§ Work task
Can you restate the lines of the entries below, word for word, from the first one through the line that includes "binds to the"?

§ Task inputs

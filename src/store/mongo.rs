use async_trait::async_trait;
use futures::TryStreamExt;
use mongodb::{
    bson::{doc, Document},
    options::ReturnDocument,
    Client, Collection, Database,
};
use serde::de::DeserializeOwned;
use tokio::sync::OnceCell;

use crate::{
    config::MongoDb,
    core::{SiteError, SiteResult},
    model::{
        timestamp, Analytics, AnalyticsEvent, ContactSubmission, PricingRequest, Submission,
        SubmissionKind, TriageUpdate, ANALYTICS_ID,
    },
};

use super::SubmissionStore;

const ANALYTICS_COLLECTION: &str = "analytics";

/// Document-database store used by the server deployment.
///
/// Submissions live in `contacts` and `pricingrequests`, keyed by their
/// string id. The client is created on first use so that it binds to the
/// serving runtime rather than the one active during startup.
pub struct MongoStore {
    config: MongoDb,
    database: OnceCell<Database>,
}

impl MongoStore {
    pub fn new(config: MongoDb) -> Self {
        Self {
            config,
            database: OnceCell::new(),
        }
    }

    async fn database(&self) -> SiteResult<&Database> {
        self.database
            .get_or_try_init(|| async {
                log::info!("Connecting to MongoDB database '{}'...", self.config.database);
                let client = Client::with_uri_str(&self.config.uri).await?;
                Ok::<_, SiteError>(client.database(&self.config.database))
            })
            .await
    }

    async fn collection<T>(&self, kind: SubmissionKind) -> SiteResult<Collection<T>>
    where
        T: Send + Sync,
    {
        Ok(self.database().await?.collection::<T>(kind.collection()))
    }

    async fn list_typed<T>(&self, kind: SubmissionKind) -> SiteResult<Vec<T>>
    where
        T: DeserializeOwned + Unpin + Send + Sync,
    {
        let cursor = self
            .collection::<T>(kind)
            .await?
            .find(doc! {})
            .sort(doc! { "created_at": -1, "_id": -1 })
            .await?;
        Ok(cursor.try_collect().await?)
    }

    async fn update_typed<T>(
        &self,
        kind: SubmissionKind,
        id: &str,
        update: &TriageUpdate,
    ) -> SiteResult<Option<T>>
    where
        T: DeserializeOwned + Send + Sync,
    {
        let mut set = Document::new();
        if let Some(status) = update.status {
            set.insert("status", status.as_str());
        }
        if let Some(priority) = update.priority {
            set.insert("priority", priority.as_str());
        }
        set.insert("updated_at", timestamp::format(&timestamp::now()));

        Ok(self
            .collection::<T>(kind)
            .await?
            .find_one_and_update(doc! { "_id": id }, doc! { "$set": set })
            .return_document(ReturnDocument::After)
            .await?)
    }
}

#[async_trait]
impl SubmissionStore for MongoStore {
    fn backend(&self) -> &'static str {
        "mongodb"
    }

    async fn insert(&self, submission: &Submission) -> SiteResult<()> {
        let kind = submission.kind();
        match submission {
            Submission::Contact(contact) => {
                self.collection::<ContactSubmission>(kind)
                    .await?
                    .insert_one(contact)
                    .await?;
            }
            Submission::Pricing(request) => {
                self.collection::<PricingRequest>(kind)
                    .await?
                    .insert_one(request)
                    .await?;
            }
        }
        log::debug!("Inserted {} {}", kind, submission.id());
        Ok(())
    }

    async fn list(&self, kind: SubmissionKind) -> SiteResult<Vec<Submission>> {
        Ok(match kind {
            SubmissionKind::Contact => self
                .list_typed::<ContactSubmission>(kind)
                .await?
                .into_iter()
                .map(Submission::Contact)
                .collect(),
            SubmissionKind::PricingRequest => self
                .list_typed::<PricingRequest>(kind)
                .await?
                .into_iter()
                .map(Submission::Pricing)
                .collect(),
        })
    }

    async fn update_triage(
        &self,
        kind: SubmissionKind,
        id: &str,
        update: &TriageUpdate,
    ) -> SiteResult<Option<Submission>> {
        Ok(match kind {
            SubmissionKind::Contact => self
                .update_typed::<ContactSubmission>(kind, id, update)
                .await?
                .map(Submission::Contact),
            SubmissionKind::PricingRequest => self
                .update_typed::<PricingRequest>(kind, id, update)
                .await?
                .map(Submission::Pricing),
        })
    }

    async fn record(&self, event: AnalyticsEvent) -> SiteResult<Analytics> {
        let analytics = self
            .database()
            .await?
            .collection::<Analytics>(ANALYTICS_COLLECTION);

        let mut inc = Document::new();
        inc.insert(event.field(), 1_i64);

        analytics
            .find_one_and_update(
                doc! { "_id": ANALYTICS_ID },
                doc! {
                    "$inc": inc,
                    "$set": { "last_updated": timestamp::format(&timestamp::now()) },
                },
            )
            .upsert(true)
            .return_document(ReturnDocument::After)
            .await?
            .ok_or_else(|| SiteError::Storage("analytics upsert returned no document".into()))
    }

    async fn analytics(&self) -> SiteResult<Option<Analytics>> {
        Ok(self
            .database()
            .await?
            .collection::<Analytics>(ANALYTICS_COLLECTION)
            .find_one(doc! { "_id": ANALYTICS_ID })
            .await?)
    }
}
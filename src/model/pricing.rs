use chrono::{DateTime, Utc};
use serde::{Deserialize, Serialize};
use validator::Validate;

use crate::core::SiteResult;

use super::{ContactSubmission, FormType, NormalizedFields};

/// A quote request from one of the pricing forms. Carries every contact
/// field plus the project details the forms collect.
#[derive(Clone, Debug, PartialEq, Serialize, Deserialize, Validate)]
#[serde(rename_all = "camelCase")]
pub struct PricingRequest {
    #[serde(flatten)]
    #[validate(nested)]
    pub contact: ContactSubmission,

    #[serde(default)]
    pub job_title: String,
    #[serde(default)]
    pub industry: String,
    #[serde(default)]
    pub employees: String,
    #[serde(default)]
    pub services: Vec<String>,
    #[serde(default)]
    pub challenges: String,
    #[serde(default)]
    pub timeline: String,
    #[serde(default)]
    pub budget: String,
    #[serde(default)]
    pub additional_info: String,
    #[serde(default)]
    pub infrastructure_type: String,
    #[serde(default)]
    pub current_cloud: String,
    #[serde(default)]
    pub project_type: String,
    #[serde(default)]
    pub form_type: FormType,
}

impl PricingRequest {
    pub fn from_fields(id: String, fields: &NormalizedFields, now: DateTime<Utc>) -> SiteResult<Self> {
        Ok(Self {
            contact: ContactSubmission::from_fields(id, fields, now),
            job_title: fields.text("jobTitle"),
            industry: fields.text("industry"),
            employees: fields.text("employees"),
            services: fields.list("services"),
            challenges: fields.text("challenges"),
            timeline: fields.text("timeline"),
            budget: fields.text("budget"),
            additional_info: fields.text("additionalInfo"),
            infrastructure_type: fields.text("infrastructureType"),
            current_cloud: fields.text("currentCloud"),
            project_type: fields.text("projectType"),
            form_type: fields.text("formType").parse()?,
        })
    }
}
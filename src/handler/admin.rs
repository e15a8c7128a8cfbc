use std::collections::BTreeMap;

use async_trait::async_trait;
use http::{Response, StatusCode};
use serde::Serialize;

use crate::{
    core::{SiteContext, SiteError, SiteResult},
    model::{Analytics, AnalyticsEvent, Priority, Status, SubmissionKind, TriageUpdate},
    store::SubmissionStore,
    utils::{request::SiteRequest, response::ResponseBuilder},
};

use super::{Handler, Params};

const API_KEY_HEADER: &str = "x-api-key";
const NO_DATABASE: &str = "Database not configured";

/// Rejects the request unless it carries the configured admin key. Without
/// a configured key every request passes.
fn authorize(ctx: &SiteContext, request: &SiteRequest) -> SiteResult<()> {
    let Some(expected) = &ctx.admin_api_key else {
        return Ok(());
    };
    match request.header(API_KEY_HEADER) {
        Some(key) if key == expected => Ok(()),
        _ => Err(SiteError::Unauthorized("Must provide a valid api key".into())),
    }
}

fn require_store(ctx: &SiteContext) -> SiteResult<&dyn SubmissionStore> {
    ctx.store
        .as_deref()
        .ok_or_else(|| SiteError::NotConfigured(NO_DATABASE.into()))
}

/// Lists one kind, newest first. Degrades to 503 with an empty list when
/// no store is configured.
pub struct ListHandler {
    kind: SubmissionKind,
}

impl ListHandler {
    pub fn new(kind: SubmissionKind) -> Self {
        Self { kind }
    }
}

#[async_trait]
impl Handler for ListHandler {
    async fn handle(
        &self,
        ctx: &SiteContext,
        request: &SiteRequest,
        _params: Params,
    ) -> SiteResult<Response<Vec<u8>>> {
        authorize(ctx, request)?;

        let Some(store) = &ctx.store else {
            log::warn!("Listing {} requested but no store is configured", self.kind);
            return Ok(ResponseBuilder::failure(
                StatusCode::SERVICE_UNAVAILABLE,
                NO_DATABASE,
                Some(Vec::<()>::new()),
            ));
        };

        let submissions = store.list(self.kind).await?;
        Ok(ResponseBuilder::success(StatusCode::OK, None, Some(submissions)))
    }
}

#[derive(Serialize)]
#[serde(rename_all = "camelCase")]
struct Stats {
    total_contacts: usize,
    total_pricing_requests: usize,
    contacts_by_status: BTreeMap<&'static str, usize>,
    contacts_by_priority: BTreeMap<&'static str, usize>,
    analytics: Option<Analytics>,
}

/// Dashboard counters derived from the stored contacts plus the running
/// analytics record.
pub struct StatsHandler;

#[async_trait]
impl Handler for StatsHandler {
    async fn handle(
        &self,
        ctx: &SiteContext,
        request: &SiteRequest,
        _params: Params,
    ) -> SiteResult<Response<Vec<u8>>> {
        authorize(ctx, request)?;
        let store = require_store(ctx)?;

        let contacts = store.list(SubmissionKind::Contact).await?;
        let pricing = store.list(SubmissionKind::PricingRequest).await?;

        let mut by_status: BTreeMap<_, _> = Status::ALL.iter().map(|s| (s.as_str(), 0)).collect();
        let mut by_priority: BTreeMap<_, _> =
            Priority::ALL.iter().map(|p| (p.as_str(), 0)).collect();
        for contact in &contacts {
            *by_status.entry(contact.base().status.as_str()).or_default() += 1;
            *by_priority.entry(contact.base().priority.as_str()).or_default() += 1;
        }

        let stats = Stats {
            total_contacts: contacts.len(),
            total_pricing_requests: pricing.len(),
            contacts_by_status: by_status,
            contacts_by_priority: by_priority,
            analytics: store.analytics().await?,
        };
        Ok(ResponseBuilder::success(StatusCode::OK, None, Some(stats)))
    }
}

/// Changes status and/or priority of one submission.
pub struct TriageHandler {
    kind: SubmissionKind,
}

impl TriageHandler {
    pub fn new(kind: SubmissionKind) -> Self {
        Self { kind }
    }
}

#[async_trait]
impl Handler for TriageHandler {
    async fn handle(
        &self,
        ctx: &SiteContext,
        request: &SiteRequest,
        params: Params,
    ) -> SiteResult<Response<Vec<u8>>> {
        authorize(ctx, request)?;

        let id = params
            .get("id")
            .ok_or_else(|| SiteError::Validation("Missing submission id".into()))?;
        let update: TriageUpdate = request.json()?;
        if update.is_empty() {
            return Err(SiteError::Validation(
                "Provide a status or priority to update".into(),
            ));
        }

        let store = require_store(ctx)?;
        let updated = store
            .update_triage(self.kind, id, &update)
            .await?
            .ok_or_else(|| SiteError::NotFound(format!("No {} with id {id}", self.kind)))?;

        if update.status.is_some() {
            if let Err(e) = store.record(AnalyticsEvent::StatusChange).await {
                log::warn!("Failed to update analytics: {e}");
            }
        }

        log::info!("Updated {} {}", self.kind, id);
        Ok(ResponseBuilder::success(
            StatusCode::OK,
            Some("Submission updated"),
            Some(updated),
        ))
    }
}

§ Task answer
filename src/store/mongo.rs
use async_trait::async_trait;
use futures::TryStreamExt;
use mongodb::{
    bson::{doc, Document},
    options::ReturnDocument,
    Client, Collection, Database,
};
use serde::de::DeserializeOwned;
use tokio::sync::OnceCell;

use crate::{
    config::MongoDb,
    core::{SiteError, SiteResult},
    model::{
        timestamp, Analytics, AnalyticsEvent, ContactSubmission, PricingRequest, Submission,
        SubmissionKind, TriageUpdate, ANALYTICS_ID,
    },
};

use super::SubmissionStore;

const ANALYTICS_COLLECTION: &str = "analytics";

/// Document-database store used by the server deployment.
///
/// Submissions live in `contacts` and `pricingrequests`, keyed by their
/// string id. The client is created on first use so that it binds to the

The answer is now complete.